Exercise brief: Report back every line from the entries below in which the word "PathBuf" occurs.

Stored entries
- Opening Delimiter -
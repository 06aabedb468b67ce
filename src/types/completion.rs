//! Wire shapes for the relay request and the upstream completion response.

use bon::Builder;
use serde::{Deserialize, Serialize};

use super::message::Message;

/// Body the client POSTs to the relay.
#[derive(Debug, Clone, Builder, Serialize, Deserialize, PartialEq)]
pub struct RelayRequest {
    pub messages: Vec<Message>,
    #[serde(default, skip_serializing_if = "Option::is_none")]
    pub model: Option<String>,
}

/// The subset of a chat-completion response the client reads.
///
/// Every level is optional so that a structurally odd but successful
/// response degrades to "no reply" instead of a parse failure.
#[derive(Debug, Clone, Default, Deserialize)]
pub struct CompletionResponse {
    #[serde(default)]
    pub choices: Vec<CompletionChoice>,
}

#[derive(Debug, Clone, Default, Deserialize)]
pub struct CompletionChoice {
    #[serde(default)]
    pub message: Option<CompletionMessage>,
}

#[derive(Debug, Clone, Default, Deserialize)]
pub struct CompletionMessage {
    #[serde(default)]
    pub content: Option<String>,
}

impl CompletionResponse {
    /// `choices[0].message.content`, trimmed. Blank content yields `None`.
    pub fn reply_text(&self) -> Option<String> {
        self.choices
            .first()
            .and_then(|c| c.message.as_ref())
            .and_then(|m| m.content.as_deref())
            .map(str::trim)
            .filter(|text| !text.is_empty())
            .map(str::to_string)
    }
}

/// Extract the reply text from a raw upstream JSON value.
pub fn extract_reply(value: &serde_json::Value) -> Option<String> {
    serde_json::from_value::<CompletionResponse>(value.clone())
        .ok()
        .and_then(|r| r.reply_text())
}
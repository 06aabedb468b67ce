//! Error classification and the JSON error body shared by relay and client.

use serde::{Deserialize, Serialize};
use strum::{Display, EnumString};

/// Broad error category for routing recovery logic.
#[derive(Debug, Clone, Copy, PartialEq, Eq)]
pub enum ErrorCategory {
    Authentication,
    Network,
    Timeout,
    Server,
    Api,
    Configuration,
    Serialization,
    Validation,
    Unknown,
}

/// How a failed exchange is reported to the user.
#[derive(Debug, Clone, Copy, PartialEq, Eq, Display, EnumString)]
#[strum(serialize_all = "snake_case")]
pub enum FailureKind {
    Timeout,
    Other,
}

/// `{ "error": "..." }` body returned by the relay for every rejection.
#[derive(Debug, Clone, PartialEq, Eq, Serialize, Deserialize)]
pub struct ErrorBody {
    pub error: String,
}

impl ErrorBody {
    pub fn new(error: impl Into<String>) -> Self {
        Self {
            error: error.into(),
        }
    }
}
- Closing Delimiter -
- Opening Delimiter -
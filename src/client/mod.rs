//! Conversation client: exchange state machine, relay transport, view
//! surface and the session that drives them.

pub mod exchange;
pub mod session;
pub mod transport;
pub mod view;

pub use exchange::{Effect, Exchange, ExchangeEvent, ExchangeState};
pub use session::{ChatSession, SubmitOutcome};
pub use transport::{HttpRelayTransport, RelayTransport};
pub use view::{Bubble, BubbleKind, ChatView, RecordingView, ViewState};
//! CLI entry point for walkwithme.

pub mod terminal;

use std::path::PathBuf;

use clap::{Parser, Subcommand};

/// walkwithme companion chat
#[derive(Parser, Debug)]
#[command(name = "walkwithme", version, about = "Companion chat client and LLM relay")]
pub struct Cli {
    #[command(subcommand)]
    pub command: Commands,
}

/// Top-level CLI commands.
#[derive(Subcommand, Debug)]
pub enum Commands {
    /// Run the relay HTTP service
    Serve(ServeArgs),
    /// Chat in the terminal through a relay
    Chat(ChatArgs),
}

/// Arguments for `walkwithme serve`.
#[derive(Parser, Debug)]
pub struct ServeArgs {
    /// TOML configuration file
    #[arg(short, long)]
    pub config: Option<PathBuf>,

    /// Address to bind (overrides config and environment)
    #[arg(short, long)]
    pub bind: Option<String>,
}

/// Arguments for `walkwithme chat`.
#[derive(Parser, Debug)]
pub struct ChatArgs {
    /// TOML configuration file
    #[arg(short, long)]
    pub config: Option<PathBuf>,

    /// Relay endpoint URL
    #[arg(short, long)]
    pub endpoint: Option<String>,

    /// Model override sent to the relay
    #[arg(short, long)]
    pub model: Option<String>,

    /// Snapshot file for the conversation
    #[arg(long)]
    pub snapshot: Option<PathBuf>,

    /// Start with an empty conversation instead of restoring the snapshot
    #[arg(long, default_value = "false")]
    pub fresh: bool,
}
- Closing Delimiter -
- Opening Delimiter -
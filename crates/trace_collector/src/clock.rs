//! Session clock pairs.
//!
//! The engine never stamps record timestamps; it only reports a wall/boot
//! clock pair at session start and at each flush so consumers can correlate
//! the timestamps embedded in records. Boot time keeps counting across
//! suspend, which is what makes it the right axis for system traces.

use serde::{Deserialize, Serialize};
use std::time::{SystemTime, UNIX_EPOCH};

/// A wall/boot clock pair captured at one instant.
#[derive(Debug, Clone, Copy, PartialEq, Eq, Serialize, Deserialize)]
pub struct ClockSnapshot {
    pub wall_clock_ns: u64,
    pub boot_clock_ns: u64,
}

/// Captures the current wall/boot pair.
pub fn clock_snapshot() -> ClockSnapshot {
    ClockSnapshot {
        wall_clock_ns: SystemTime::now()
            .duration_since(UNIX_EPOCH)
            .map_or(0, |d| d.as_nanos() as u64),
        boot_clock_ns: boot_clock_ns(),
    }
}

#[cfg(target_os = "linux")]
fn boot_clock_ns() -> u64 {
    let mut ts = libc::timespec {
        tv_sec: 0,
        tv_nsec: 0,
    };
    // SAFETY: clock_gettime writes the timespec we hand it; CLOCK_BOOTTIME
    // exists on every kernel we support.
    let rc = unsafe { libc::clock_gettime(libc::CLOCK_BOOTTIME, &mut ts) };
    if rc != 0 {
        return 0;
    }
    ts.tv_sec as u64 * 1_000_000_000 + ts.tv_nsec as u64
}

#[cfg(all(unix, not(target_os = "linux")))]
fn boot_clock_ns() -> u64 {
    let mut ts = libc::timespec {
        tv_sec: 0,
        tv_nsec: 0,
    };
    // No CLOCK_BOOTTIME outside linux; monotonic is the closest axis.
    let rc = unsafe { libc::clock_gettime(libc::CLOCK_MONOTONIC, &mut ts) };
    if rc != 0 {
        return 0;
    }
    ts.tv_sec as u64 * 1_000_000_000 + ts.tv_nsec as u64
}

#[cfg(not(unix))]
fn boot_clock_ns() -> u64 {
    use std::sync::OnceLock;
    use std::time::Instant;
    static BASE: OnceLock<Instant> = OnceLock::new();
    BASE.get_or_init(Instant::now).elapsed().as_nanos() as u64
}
- Closing Delimiter -
Answer to the problem:
use std::path::PathBuf;
    pub config: Option<PathBuf>,
    pub config: Option<PathBuf>,
    pub snapshot: Option<PathBuf>,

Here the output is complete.